This week’s newsletter includes a reminder to please help test the release candidate for Bitcoin Core’s next version, information about the development of Optech’s new public dashboard, summaries of two discussions on the Bitcoin-Dev mailing list, and notable commits from Bitcoin infrastructure projects.
- ● Allocate time to test Bitcoin Core 0.17RC2: Bitcoin Core has uploaded binaries for 0.17 Release Candidate (RC) 2. Testing is greatly appreciated and can help ensure the quality of the final release.
● Optech dashboard: a blog post by Marcin Jachymiak introduces the live dashboard he developed for Optech during his internship this summer, providing not only an overview of what information the dashboard makes available to you but a description of how he built it for anyone who wants to independently replicate the data or otherwise extend the dashboard using their own full node.
The rest of the Optech team thanks Marcin for his dedicated work and keen insight, and we wish him all the best in the upcoming year.
● Discussion of resetting testnet: Bitcoin’s first public testnet was introduced in late 2010; a few months later it was reset to testnet2; and reset again to the current testnet3 in mid-2012. Today testnet3 has over 1.4 million blocks and consumes over 20 GB of disk space on archival nodes. A discussion was started on the Bitcoin-Dev mailing list about resetting testnet again to provide a smaller chain for experimentation. In addition to discussion about whether or not it’s good to have a large test chain for experimentation, it was also suggested that a future testnet might want to use signed blocks instead of proof of work to allow the chain to operate more predictably than the current testnet3, which is prone to wild hash rate oscillations. This would also allow the easy management of testnet disaster drills such as large chain reorganizations.
● Proposed sighash updates: before signing a transaction, a Bitcoin wallet creates a cryptographic hash of the unsigned transaction and some other data. Then, instead of signing the transaction directly, the wallet signs that hash. Since the original 0.1 implementation of Bitcoin, wallets have been allowed to remove certain parts of the unsigned transaction from the hash before signing it, which allows those parts of the transaction to be changed by other people such as other participants in a multiparty contract.
In BIP143, segwit preserved all of the original Bitcoin 0.1 signature hash (sighash) flags but made some minor (but useful) changes to what data wallets include in the hash that made it harder for miners to DoS attack other miners and which made it easier for underpowered devices such as hardware wallets to protect users funds. This week, BIP143 co-author Johnson Lau posted some suggested changes to sighash flags, including new flags, that could be implemented as a soft fork using the witness script update mechanism provided as part of segwit.

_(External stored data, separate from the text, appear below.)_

use std::fmt;

use chrono::{NaiveDate, NaiveTime};
use serde::Serialize;

#[derive(Clone, Debug, PartialEq, Eq, Serialize)]
pub struct FieldError {
    pub field: &'static str,
    pub message: String,
}

/// Every problem found while validating a form, in field order.
#[derive(Clone, Debug, Default, PartialEq, Eq, Serialize)]
pub struct ValidationErrors {
    errors: Vec<FieldError>,
}

impl ValidationErrors {
    pub fn push(&mut self, field: &'static str, message: impl Into<String>) {
        self.errors.push(FieldError {
            field,
            message: message.into(),
        });
    }

    pub fn is_empty(&self) -> bool {
        self.errors.is_empty()
    }

    pub fn errors(&self) -> &[FieldError] {
        &self.errors
    }

    pub fn field(&self, field: &str) -> Option<&str> {
        self.errors
            .iter()
            .find(|err| err.field == field)
            .map(|err| err.message.as_str())
    }

    /// `Ok(value)` when nothing was recorded, the report otherwise.
    pub fn finish<T>(self, value: impl FnOnce() -> T) -> Result<T, Self> {
        if self.is_empty() {
            Ok(value())
        } else {
            Err(self)
        }
    }

    /// Trimmed, non-empty, bounded text.
    pub fn required(&mut self, field: &'static str, label: &str, raw: &str, max: usize) -> String {
        let trimmed = raw.trim();
        if trimmed.is_empty() {
            self.push(field, format!("{label} is required"));
        } else if trimmed.chars().count() > max {
            self.push(field, format!("{label} must be at most {max} characters"));
        }
        trimmed.to_string()
    }

    /// Trimmed text, `None` when blank.
    pub fn optional(
        &mut self,
        field: &'static str,
        label: &str,
        raw: &str,
        max: usize,
    ) -> Option<String> {
        let trimmed = raw.trim();
        if trimmed.is_empty() {
            return None;
        }
        if trimmed.chars().count() > max {
            self.push(field, format!("{label} must be at most {max} characters"));
        }
        Some(trimmed.to_string())
    }

    /// `YYYY-MM-DD`, `None` when blank.
    pub fn optional_date(&mut self, field: &'static str, label: &str, raw: &str) -> Option<NaiveDate> {
        let trimmed = raw.trim();
        if trimmed.is_empty() {
            return None;
        }
        match NaiveDate::parse_from_str(trimmed, "%Y-%m-%d") {
            Ok(date) => Some(date),
            Err(_) => {
                self.push(field, format!("{label} must be a date (YYYY-MM-DD)"));
                None
            }
        }
    }

    /// `HH:MM` or `HH:MM:SS`, `None` when blank.
    pub fn optional_time(&mut self, field: &'static str, label: &str, raw: &str) -> Option<NaiveTime> {
        let trimmed = raw.trim();
        if trimmed.is_empty() {
            return None;
        }
        NaiveTime::parse_from_str(trimmed, "%H:%M")
            .or_else(|_| NaiveTime::parse_from_str(trimmed, "%H:%M:%S"))
            .map_err(|_| self.push(field, format!("{label} must be a time (HH:MM)")))
            .ok()
    }
}

impl fmt::Display for ValidationErrors {
    fn fmt(&self, f: &mut fmt::Formatter<'_>) -> fmt::Result {
        let mut first = true;
        for err in &self.errors {
            if !first {
                f.write_str("; ")?;
            }
            write!(f, "{}: {}", err.field, err.message)?;
            first = false;
        }
        Ok(())
    }
}

impl std::error::Error for ValidationErrors {}
//! Process-wide tracing setup.
//!
//! Human-readable logs always go to stdout; spans are additionally exported
//! over OTLP/HTTP when an endpoint is configured.

use anyhow::{Context, Result, anyhow};
use once_cell::sync::OnceCell;
use opentelemetry::trace::TracerProvider;
use opentelemetry_otlp::{Protocol, SpanExporter, WithExportConfig};
use opentelemetry_sdk::{Resource, trace::SdkTracerProvider};
use tracing::warn;
use tracing_subscriber::{EnvFilter, layer::SubscriberExt, util::SubscriberInitExt};

pub const DEFAULT_FILTER: &str = "info,tower_http=warn";
pub const SERVICE_NAME: &str = "hub-server";

static INIT: OnceCell<()> = OnceCell::new();

#[derive(Clone, Debug)]
pub struct ObsConfig {
    pub service_name: &'static str,
    /// Overrides `RUST_LOG` when set.
    pub env_filter: Option<String>,
    /// Overrides `OTLP_ENDPOINT` when set.
    pub otlp_endpoint: Option<String>,
}

impl Default for ObsConfig {
    fn default() -> Self {
        Self {
            service_name: SERVICE_NAME,
            env_filter: None,
            otlp_endpoint: None,
        }
    }
}

impl ObsConfig {
    pub fn with_otlp_endpoint(mut self, endpoint: Option<String>) -> Self {
        self.otlp_endpoint = endpoint;
        self
    }
}

/// Keeps the OTLP pipeline alive; dropping it flushes pending spans.
#[must_use = "dropping the guard shuts the exporter down"]
pub struct TracingGuard {
    provider: Option<SdkTracerProvider>,
}

impl TracingGuard {
    pub fn exporting(&self) -> bool {
        self.provider.is_some()
    }
}

impl Drop for TracingGuard {
    fn drop(&mut self) {
        if let Some(provider) = self.provider.take() {
            if let Err(err) = provider.shutdown() {
                warn!(error = %err, "otlp exporter shutdown failed");
            }
        }
    }
}

/// First non-blank candidate, else [`DEFAULT_FILTER`].
fn resolve_filter(explicit: Option<String>, from_env: Option<String>) -> String {
    explicit
        .into_iter()
        .chain(from_env)
        .find(|value| !value.trim().is_empty())
        .unwrap_or_else(|| DEFAULT_FILTER.to_string())
}

fn resolve_endpoint(explicit: Option<String>, from_env: Option<String>) -> Option<String> {
    explicit
        .or(from_env)
        .map(|value| value.trim().to_string())
        .filter(|value| !value.is_empty())
}

fn otlp_provider(service_name: &'static str, endpoint: String) -> Result<SdkTracerProvider> {
    let exporter = SpanExporter::builder()
        .with_http()
        .with_protocol(Protocol::HttpBinary)
        .with_endpoint(endpoint)
        .build()
        .context("building OTLP span exporter")?;
    let resource = Resource::builder().with_service_name(service_name).build();
    Ok(SdkTracerProvider::builder()
        .with_resource(resource)
        .with_batch_exporter(exporter)
        .build())
}

/// Install the global subscriber. Safe to call twice; the second call is a
/// no-op returning a guard without an exporter.
pub fn init_tracing(config: ObsConfig) -> Result<TracingGuard> {
    if INIT.get().is_some() {
        return Ok(TracingGuard { provider: None });
    }

    let filter = resolve_filter(config.env_filter, std::env::var("RUST_LOG").ok());
    let env_filter = EnvFilter::try_new(&filter).with_context(|| format!("invalid log filter `{filter}`"))?;
    let registry = tracing_subscriber::registry()
        .with(env_filter)
        .with(tracing_subscriber::fmt::layer().with_target(false));

    let endpoint = resolve_endpoint(config.otlp_endpoint, std::env::var("OTLP_ENDPOINT").ok());
    let provider = match endpoint {
        Some(endpoint) => {
            let provider = otlp_provider(config.service_name, endpoint)?;
            let tracer = provider.tracer(config.service_name);
            registry
                .with(tracing_opentelemetry::layer().with_tracer(tracer))
                .try_init()?;
            Some(provider)
        }
        None => {
            registry.try_init()?;
            None
        }
    };

    INIT.set(())
        .map_err(|_| anyhow!("tracing already initialized"))?;
    Ok(TracingGuard { provider })
}

#[cfg(test)]
mod tests {
    use super::*;

    #[test]
    fn explicit_filter_wins_over_environment() {
        let filter = resolve_filter(Some("debug".into()), Some("warn".into()));
        assert_eq!(filter, "debug");
    }

    #[test]
    fn blank_filters_fall_back_to_default() {
        assert_eq!(resolve_filter(Some("  ".into()), None), DEFAULT_FILTER);
        assert_eq!(resolve_filter(None, Some("".into())), DEFAULT_FILTER);
        assert_eq!(resolve_filter(None, Some("hub=trace".into())), "hub=trace");
    }

    #[test]
    fn blank_endpoint_disables_export() {
        assert_eq!(resolve_endpoint(None, Some(" ".into())), None);
        assert_eq!(
            resolve_endpoint(None, Some("http://collector:4318/v1/traces".into())),
            Some("http://collector:4318/v1/traces".to_string())
        );
    }

    #[test]
    fn default_filter_parses() {
        assert!(EnvFilter::try_new(DEFAULT_FILTER).is_ok());
    }
}
//! Demo roster and calendar used by `hub seed` and the integration tests.

use chrono::{Datelike, NaiveDate, NaiveTime, Utc};
use entity::{client_reviews, licensed_states, teammate_licensed_states, teammates};
use platform_store::{StoreError, StoreResult};
use products_calendar::{EventCategory, EventStore, NewEvent};
use products_directory::{
    Branch, Department, DirectoryStore, NewTag, NewTeammate, OnboardingStatus, Teammate,
};
use sea_orm::{
    ActiveModelTrait, ColumnTrait, EntityTrait, PaginatorTrait, QueryFilter, Set,
    prelude::DateTimeWithTimeZone,
};
use tracing::info;
use uuid::Uuid;

use crate::{SeaStore, db_error};

#[derive(Clone, Debug, Default)]
pub struct SeedSummary {
    pub teammates: Vec<Teammate>,
    pub events: usize,
    /// The roster already had rows; nothing was written.
    pub skipped: bool,
}

struct SeedMate {
    first: &'static str,
    last: &'static str,
    position: &'static str,
    department: Department,
    branch: Branch,
    status: OnboardingStatus,
    nmls: Option<&'static str>,
    tags: &'static [&'static str],
}

const ROSTER: [SeedMate; 6] = [
    SeedMate {
        first: "Dana",
        last: "Whitfield",
        position: "President",
        department: Department::Leadership,
        branch: Branch::PittsburghHq,
        status: OnboardingStatus::Done,
        nmls: Some("102938"),
        tags: &["Leadership Team"],
    },
    SeedMate {
        first: "John",
        last: "Doe",
        position: "Senior Loan Officer",
        department: Department::Sales,
        branch: Branch::PittsburghHq,
        status: OnboardingStatus::Done,
        nmls: Some("458812"),
        tags: &["Top Producer", "Spanish"],
    },
    SeedMate {
        first: "Jane",
        last: "Smith",
        position: "Loan Processor",
        department: Department::Operations,
        branch: Branch::Savannah,
        status: OnboardingStatus::InProgress,
        nmls: None,
        tags: &[],
    },
    SeedMate {
        first: "Marcus",
        last: "Reyes",
        position: "Loan Officer",
        department: Department::Sales,
        branch: Branch::LhCalifornia,
        status: OnboardingStatus::NotStarted,
        nmls: Some("771204"),
        tags: &["New Hire"],
    },
    SeedMate {
        first: "Priya",
        last: "Nair",
        position: "Underwriter",
        department: Department::Operations,
        branch: Branch::EriePa,
        status: OnboardingStatus::Done,
        nmls: None,
        tags: &[],
    },
    SeedMate {
        first: "Walt",
        last: "Gruber",
        position: "Branch Manager",
        department: Department::Sales,
        branch: Branch::WtxLending,
        status: OnboardingStatus::Offboard,
        nmls: Some("300117"),
        tags: &[],
    },
];

fn email_for(first: &str, last: &str) -> String {
    format!(
        "{}.{}@lendingheights.test",
        first.to_ascii_lowercase(),
        last.to_ascii_lowercase()
    )
}

fn month_day(today: NaiveDate, day: u32) -> NaiveDate {
    today.with_day(day).unwrap_or(today)
}

fn demo_events(today: NaiveDate) -> Vec<NewEvent> {
    let at = |h, m| NaiveTime::from_hms_opt(h, m, 0);
    let event = |title: &str,
                 date: NaiveDate,
                 start: Option<NaiveTime>,
                 end: Option<NaiveTime>,
                 category: EventCategory| NewEvent {
        title: title.to_string(),
        date,
        start_time: start,
        end_time: end,
        all_day: start.is_none(),
        category,
        location: None,
        description: None,
    };
    vec![
        event(
            "Planning Meeting",
            month_day(today, 5),
            at(10, 0),
            at(11, 0),
            EventCategory::Meeting,
        ),
        event("Payroll Processing", month_day(today, 15), None, None, EventCategory::Payroll),
        event("Compliance Training", month_day(today, 18), at(13, 30), at(15, 0), EventCategory::Training),
        event("Team Building Event", month_day(today, 25), at(14, 0), None, EventCategory::Event),
        event("Quarter Close", month_day(today, 28), None, None, EventCategory::Deadline),
    ]
}

/// Insert the demo roster, a few licences and reviews, and one month of
/// events around `today`. Does nothing when teammates already exist.
pub async fn seed_demo(store: &SeaStore, today: NaiveDate) -> StoreResult<SeedSummary> {
    let existing = teammates::Entity::find()
        .count(store.connection())
        .await
        .map_err(db_error)?;
    if existing > 0 {
        info!(existing, "roster already present; seed skipped");
        return Ok(SeedSummary {
            skipped: true,
            ..SeedSummary::default()
        });
    }

    let mut created: Vec<Teammate> = Vec::with_capacity(ROSTER.len());
    for mate in &ROSTER {
        let manager_id = created.first().map(|lead| lead.id);
        let record = DirectoryStore::create(
            store,
            NewTeammate {
                first_name: mate.first.to_string(),
                last_name: mate.last.to_string(),
                email: email_for(mate.first, mate.last),
                phone: None,
                position: mate.position.to_string(),
                department: mate.department,
                branch: mate.branch,
                nmls: mate.nmls.map(str::to_string),
                headshot_url: None,
                start_date: NaiveDate::from_ymd_opt(2023, 3, 1),
                birthday: None,
                onboarding_status: mate.status,
                linkedin: None,
                calendly: None,
                manager_id,
            },
        )
        .await?;
        let record = if mate.tags.is_empty() {
            record
        } else {
            let tags = mate.tags.iter().map(|name| NewTag::named(*name)).collect();
            store.add_tags(record.id, tags).await?
        };
        created.push(record);
    }

    let seeded_at: DateTimeWithTimeZone = Utc::now().into();
    let licensed = created.iter().filter(|mate| mate.nmls.is_some());
    for (mate, code) in licensed.zip(["PA", "PA", "CA", "TX"]) {
        let state = licensed_states::Entity::find()
            .filter(licensed_states::Column::StateCode.eq(code))
            .one(store.connection())
            .await
            .map_err(db_error)?
            .ok_or_else(|| StoreError::integrity(format!("licensed state {code} missing")))?;
        teammate_licensed_states::ActiveModel {
            id: Set(Uuid::new_v4()),
            teammate_id: Set(mate.id),
            licensed_state_id: Set(state.id),
            license_number: Set(mate.nmls.clone()),
            created_at: Set(seeded_at),
        }
        .insert(store.connection())
        .await
        .map_err(db_error)?;
    }

    if let Some(producer) = created.get(1) {
        for (client, text, rating) in [
            ("The Alvarez Family", "Closed on time and explained every step.", 5_i16),
            ("K. Okafor", "Responsive and patient with our questions.", 4_i16),
        ] {
            client_reviews::ActiveModel {
                id: Set(Uuid::new_v4()),
                teammate_id: Set(producer.id),
                client_name: Set(client.to_string()),
                review_text: Set(text.to_string()),
                rating: Set(rating),
                review_date: Set(Some(today)),
                created_at: Set(seeded_at),
            }
            .insert(store.connection())
            .await
            .map_err(db_error)?;
        }
    }

    let events = demo_events(today);
    let event_count = events.len();
    for event in events {
        EventStore::create(store, event).await?;
    }

    info!(teammates = created.len(), events = event_count, "demo data seeded");
    Ok(SeedSummary {
        teammates: created,
        events: event_count,
        skipped: false,
    })
}

#[cfg(test)]
mod tests {
    use super::*;

    #[test]
    fn seeded_emails_are_unique() {
        let mut emails: Vec<_> = ROSTER.iter().map(|m| email_for(m.first, m.last)).collect();
        emails.sort();
        emails.dedup();
        assert_eq!(emails.len(), ROSTER.len());
    }

    #[test]
    fn demo_events_stay_inside_the_month() {
        let today = NaiveDate::from_ymd_opt(2026, 2, 10).unwrap();
        let events = demo_events(today);
        assert!(events.iter().all(|e| e.date.month() == 2));
        assert!(events.iter().filter(|e| e.all_day).all(|e| e.start_time.is_none()));
    }
}
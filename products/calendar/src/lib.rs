//! Company calendar slice.

pub mod grid;
pub mod model;
pub mod screen;
pub mod store;

pub use grid::{
    CalendarError, DayCell, MonthCursor, MonthGrid, WEEKDAY_LABELS, build_month_grid, events_on,
    is_today,
};
pub use model::{CalendarEvent, EventCategory, EventDraft, NewEvent, UnknownCategory};
pub use screen::{CalendarScreen, EventEditor, ScreenError, ScreenState};
pub use store::{DEFAULT_UPCOMING_LIMIT, EventStore};
use sea_orm::prelude::*;
use uuid::Uuid;

use crate::teammate_licensed_states;

/// Lookup of US states a teammate can be licensed in.
#[derive(Clone, Debug, PartialEq, Eq, DeriveEntityModel)]
#[sea_orm(table_name = "licensed_states")]
pub struct Model {
    #[sea_orm(primary_key, auto_increment = false)]
    pub id: Uuid,
    #[sea_orm(unique)]
    pub state_code: String,
    pub state_name: String,
}

#[derive(Copy, Clone, Debug, EnumIter, DeriveRelation)]
pub enum Relation {
    #[sea_orm(has_many = "teammate_licensed_states::Entity")]
    Licenses,
}

impl Related<teammate_licensed_states::Entity> for Entity {
    fn to() -> RelationDef {
        Relation::Licenses.def()
    }
}

impl ActiveModelBehavior for ActiveModel {}
use sea_orm::prelude::{DateTimeWithTimeZone, *};
use uuid::Uuid;

use crate::{client_reviews, teammate_licensed_states, teammate_tags};

/// Enumerated columns (`department`, `branch`, `onboarding_status`) hold their
/// display labels and are parsed when rows leave the store.
#[derive(Clone, Debug, PartialEq, Eq, DeriveEntityModel)]
#[sea_orm(table_name = "teammates")]
pub struct Model {
    #[sea_orm(primary_key, auto_increment = false)]
    pub id: Uuid,
    pub first_name: String,
    pub last_name: String,
    #[sea_orm(unique)]
    pub email: String,
    pub phone: Option<String>,
    pub position: String,
    pub department: String,
    pub branch: String,
    pub nmls: Option<String>,
    pub headshot_url: Option<String>,
    pub start_date: Option<Date>,
    pub birthday: Option<Date>,
    pub onboarding_status: String,
    pub linkedin: Option<String>,
    pub calendly: Option<String>,
    pub manager_id: Option<Uuid>,
    pub created_at: DateTimeWithTimeZone,
    pub updated_at: DateTimeWithTimeZone,
}

#[derive(Copy, Clone, Debug, EnumIter, DeriveRelation)]
pub enum Relation {
    #[sea_orm(
        belongs_to = "Entity",
        from = "Column::ManagerId",
        to = "Column::Id",
        on_delete = "SetNull"
    )]
    Manager,
    #[sea_orm(has_many = "teammate_tags::Entity")]
    Tags,
    #[sea_orm(has_many = "teammate_licensed_states::Entity")]
    Licenses,
    #[sea_orm(has_many = "client_reviews::Entity")]
    Reviews,
}

impl Related<teammate_tags::Entity> for Entity {
    fn to() -> RelationDef {
        Relation::Tags.def()
    }
}

impl Related<teammate_licensed_states::Entity> for Entity {
    fn to() -> RelationDef {
        Relation::Licenses.def()
    }
}

impl Related<client_reviews::Entity> for Entity {
    fn to() -> RelationDef {
        Relation::Reviews.def()
    }
}

impl ActiveModelBehavior for ActiveModel {}
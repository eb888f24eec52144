use sea_orm_migration::prelude::*;
use uuid::Uuid;

const STATES: [(&str, &str); 51] = [
    ("AL", "Alabama"),
    ("AK", "Alaska"),
    ("AZ", "Arizona"),
    ("AR", "Arkansas"),
    ("CA", "California"),
    ("CO", "Colorado"),
    ("CT", "Connecticut"),
    ("DE", "Delaware"),
    ("DC", "District of Columbia"),
    ("FL", "Florida"),
    ("GA", "Georgia"),
    ("HI", "Hawaii"),
    ("ID", "Idaho"),
    ("IL", "Illinois"),
    ("IN", "Indiana"),
    ("IA", "Iowa"),
    ("KS", "Kansas"),
    ("KY", "Kentucky"),
    ("LA", "Louisiana"),
    ("ME", "Maine"),
    ("MD", "Maryland"),
    ("MA", "Massachusetts"),
    ("MI", "Michigan"),
    ("MN", "Minnesota"),
    ("MS", "Mississippi"),
    ("MO", "Missouri"),
    ("MT", "Montana"),
    ("NE", "Nebraska"),
    ("NV", "Nevada"),
    ("NH", "New Hampshire"),
    ("NJ", "New Jersey"),
    ("NM", "New Mexico"),
    ("NY", "New York"),
    ("NC", "North Carolina"),
    ("ND", "North Dakota"),
    ("OH", "Ohio"),
    ("OK", "Oklahoma"),
    ("OR", "Oregon"),
    ("PA", "Pennsylvania"),
    ("RI", "Rhode Island"),
    ("SC", "South Carolina"),
    ("SD", "South Dakota"),
    ("TN", "Tennessee"),
    ("TX", "Texas"),
    ("UT", "Utah"),
    ("VT", "Vermont"),
    ("VA", "Virginia"),
    ("WA", "Washington"),
    ("WV", "West Virginia"),
    ("WI", "Wisconsin"),
    ("WY", "Wyoming"),
];

#[derive(DeriveMigrationName)]
pub struct Migration;

#[async_trait::async_trait]
impl MigrationTrait for Migration {
    async fn up(&self, manager: &SchemaManager) -> Result<(), DbErr> {
        for (code, name) in STATES {
            let insert = Query::insert()
                .into_table(LicensedStates::Table)
                .columns(vec![
                    LicensedStates::Id,
                    LicensedStates::StateCode,
                    LicensedStates::StateName,
                ])
                .values_panic(vec![Uuid::new_v4().into(), code.into(), name.into()])
                .on_conflict(
                    OnConflict::column(LicensedStates::StateCode)
                        .do_nothing()
                        .to_owned(),
                )
                .to_owned();
            manager.exec_stmt(insert).await?;
        }
        Ok(())
    }

    async fn down(&self, manager: &SchemaManager) -> Result<(), DbErr> {
        let delete = Query::delete()
            .from_table(LicensedStates::Table)
            .and_where(
                Expr::col(LicensedStates::StateCode)
                    .is_in(STATES.iter().map(|(code, _)| *code)),
            )
            .to_owned();
        manager.exec_stmt(delete).await
    }
}

#[derive(DeriveIden)]
enum LicensedStates {
    Table,
    Id,
    StateCode,
    StateName,
}
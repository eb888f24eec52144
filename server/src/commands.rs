//! Shared bodies of the CLI subcommands and the CSV download route.

use std::fmt::Write as _;

use chrono::NaiveDate;
use platform_store::StoreResult;
use products_calendar::{CalendarEvent, DayCell, MonthGrid, WEEKDAY_LABELS, events_on, is_today};
use products_directory::{CsvExport, DirectoryStore, FilterCriteria, ListFilters, export_file, filter};

/// Fetch with the categorical filters pushed to the store, apply the search
/// text in memory, and encode what remains.
pub async fn directory_export<S>(
    store: &S,
    criteria: &FilterCriteria,
    slug: &str,
    today: NaiveDate,
) -> StoreResult<CsvExport>
where
    S: DirectoryStore + ?Sized,
{
    let records = store.list(ListFilters::from(criteria)).await?;
    Ok(export_file(filter::apply(&records, criteria), slug, today))
}

/// Plain-text month view: `[dd]` marks today, `*` marks days with events,
/// followed by one line per event.
pub fn render_month(grid: &MonthGrid, events: &[CalendarEvent], today: NaiveDate) -> String {
    let mut out = String::new();
    let _ = writeln!(out, "{}", grid.title());
    let header: Vec<String> = WEEKDAY_LABELS.iter().map(|label| format!("{label:>5}")).collect();
    let _ = writeln!(out, "{}", header.concat());
    for week in grid.weeks() {
        for cell in week {
            let text = match cell {
                DayCell::Blank => String::new(),
                DayCell::Day(day) => {
                    let busy = !events_on(events, grid.year, grid.month0, *day).is_empty();
                    let marker = if busy { "*" } else { "" };
                    if is_today(*cell, grid.month0, grid.year, today) {
                        format!("[{day}]{marker}")
                    } else {
                        format!("{day}{marker}")
                    }
                }
            };
            let _ = write!(out, "{text:>5}");
        }
        out.push('\n');
    }
    for event in events {
        let when = match event.time_label() {
            label if label.is_empty() => String::new(),
            label => format!("  {label}"),
        };
        let _ = writeln!(
            out,
            "{}{when}  {} ({})",
            event.date.format("%b %d"),
            event.title,
            event.category.as_str()
        );
    }
    out
}

#[cfg(test)]
mod tests {
    use chrono::{NaiveTime, Utc};
    use products_calendar::{EventCategory, NewEvent, build_month_grid};
    use uuid::Uuid;

    use super::*;

    fn event(day: u32, title: &str) -> CalendarEvent {
        NewEvent {
            title: title.into(),
            date: NaiveDate::from_ymd_opt(2026, 2, day).unwrap(),
            start_time: NaiveTime::from_hms_opt(10, 0, 0),
            end_time: NaiveTime::from_hms_opt(11, 0, 0),
            all_day: false,
            category: EventCategory::Meeting,
            location: None,
            description: None,
        }
        .into_event(Uuid::new_v4(), Utc::now())
    }

    #[test]
    fn february_2026_renders_five_weeks() {
        let grid = build_month_grid(1, 2026).unwrap();
        let today = NaiveDate::from_ymd_opt(2026, 2, 10).unwrap();
        let text = render_month(&grid, &[event(5, "Planning Meeting")], today);
        let lines: Vec<&str> = text.lines().collect();
        assert_eq!(lines[0], "February 2026");
        assert!(lines[1].contains("Sun") && lines[1].contains("Sat"));
        assert_eq!(lines.len(), 2 + 5 + 1);
        assert!(text.contains("5*"));
        assert!(text.contains("[10]"));
        assert_eq!(lines[7], "Feb 05  10:00 AM - 11:00 AM  Planning Meeting (meeting)");
    }

    #[test]
    fn first_week_starts_on_sunday_for_february_2026() {
        let grid = build_month_grid(1, 2026).unwrap();
        let today = NaiveDate::from_ymd_opt(2030, 1, 1).unwrap();
        let text = render_month(&grid, &[], today);
        let first_week = text.lines().nth(2).unwrap();
        assert!(first_week.trim_start().starts_with("1 "));
    }
}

If the changes are adopted, some of the notable advantages include: making it easier for hardware wallets to securely participate in CoinJoin-style transactions as well as other smart contracts, potentially easier fee bumping by any individual party in a multiparty transaction, and preventing counter parties and third parties to sophisticated smart contracts from bloating the size of multiparty transactions in a DoS attack that lowers a transaction’s fee priority.
Notable commits this week in Bitcoin Core, LND, and C-lightning. Reminder: new merges to Bitcoin Core are made to its master development branch and are unlikely to become part of the upcoming 0.17 release—you’ll probably have to wait until version 0.18 in about six months from now.
● Bitcoin Core #12952: after being deprecated for several major release and disabled by default in the upcoming 0.17 release, the built-in accounts system in Bitcoin Core has been removed from the master development branch. The accounts system was added in late 2010 to allow an early Bitcoin exchange to manage their user accounts in Bitcoin Core, but it lacked many of the features desirable for true production systems (like atomic database updates) and it often confused users, so removing it gracefully has been a goal for several years.
● Bitcoin Core #13987: when Bitcoin Core receives a transaction whose fee per vbyte is below its minimum feerate, it ignores that transaction. BIP133 (implemented in Bitcoin Core 0.13.0) allows a node to tell its peers what its minimum feerate is so that those peers to don’t waste bandwidth by sending transactions that will be ignored. This PR now provides that information for each peer in the getpeerinfo RPC using the new
minfeefiltervalue, allowing you to easily discover the minimum feerates being used by your peers.
C-Lightning now allows you to ask lightningd to calculate a feerate target for your on-chain transactions by passing the either “urgent”, “normal”, or “slow” to the
feerateparameter. Alternatively, you may use this parameter to manually specify a particular feerate you want to use.